▸ **Exercise brief**:
Quote the material below exactly as written, from the first line to the line that holds "matcher syntax, and", endpoints included.
§
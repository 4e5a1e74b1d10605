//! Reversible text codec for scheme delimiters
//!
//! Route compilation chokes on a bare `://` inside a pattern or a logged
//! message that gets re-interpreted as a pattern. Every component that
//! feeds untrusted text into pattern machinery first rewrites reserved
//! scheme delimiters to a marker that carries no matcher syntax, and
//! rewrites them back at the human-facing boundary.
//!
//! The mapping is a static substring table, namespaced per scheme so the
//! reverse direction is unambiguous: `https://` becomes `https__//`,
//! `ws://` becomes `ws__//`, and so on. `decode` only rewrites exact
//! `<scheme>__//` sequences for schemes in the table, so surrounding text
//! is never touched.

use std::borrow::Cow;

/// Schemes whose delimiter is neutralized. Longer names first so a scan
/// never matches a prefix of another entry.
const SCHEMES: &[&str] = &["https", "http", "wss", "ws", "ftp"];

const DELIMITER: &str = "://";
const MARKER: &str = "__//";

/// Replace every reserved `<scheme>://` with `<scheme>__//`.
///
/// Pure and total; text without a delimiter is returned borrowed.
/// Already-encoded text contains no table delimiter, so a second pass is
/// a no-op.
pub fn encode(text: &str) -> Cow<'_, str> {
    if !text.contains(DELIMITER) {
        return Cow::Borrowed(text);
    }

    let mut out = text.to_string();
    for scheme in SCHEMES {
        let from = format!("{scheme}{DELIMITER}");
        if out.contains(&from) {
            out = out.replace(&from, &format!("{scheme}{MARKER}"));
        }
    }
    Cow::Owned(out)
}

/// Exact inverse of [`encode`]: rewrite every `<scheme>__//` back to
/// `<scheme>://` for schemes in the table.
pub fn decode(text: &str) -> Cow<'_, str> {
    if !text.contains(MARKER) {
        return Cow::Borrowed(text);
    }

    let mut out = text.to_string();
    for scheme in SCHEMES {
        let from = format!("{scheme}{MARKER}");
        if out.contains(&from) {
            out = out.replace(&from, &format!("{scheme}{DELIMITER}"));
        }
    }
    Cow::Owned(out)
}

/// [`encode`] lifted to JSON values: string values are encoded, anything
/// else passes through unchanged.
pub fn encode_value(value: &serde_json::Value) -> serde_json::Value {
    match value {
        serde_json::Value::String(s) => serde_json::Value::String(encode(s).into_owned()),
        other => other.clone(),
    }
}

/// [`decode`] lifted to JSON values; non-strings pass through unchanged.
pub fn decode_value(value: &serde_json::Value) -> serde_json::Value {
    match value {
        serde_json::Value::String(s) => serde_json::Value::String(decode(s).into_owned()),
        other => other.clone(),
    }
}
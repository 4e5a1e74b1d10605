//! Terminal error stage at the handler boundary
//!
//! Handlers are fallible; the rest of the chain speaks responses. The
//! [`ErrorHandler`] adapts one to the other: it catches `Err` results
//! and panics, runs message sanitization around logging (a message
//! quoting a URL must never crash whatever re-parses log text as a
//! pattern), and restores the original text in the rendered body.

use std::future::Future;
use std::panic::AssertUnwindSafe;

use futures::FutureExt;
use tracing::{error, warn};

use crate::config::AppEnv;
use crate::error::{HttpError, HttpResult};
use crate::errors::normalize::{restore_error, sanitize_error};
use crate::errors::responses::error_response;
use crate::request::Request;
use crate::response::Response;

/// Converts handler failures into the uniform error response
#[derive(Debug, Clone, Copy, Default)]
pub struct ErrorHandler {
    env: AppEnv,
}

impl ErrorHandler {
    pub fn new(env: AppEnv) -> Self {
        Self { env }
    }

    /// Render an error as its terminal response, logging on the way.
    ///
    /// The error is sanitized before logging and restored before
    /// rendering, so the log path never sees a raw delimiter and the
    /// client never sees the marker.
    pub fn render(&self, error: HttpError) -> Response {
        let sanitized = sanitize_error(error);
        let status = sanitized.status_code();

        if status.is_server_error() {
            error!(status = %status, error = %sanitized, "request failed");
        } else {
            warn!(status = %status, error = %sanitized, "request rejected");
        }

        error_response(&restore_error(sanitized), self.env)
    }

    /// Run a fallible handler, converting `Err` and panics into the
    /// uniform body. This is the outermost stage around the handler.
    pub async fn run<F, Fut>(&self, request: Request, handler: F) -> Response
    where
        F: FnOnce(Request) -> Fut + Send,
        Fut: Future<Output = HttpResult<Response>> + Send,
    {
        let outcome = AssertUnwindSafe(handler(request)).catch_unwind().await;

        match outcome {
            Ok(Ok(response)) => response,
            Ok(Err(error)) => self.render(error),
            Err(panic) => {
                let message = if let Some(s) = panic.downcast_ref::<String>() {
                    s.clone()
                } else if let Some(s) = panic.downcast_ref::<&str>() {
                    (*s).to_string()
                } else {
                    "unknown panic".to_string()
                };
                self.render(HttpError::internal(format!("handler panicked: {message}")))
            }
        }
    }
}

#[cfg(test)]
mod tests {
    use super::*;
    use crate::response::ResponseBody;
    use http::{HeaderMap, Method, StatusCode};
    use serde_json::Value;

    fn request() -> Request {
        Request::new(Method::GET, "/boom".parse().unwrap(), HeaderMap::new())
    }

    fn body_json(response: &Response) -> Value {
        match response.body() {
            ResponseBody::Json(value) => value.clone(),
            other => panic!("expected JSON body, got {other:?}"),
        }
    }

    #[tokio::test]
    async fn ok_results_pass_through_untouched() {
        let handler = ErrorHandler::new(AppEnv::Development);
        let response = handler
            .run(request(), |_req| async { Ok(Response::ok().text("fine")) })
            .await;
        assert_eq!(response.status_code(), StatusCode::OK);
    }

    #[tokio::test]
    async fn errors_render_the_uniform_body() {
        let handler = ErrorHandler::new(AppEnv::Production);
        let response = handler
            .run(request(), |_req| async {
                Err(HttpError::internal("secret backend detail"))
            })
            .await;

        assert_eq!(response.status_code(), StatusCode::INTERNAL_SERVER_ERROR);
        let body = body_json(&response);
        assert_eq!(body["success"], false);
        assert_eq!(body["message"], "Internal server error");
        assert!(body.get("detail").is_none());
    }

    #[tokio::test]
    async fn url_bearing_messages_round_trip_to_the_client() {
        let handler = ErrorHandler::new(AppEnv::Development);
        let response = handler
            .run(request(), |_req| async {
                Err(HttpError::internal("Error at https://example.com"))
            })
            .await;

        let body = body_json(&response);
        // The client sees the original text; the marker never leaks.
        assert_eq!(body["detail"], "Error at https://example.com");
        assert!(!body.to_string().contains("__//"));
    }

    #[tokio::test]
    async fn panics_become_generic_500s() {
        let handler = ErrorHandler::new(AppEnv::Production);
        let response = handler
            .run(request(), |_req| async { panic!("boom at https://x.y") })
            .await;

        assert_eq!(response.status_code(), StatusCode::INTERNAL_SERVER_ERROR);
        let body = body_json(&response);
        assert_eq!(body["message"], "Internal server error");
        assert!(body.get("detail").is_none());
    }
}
§
▸ **The completed task**:
repository 4e5a1e74b1d10605
//! Reversible text codec for scheme delimiters
//!
//! Route compilation chokes on a bare `://` inside a pattern or a logged
//! message that gets re-interpreted as a pattern. Every component that
//! feeds untrusted text into pattern machinery first rewrites reserved
//! scheme delimiters to a marker that carries no matcher syntax, and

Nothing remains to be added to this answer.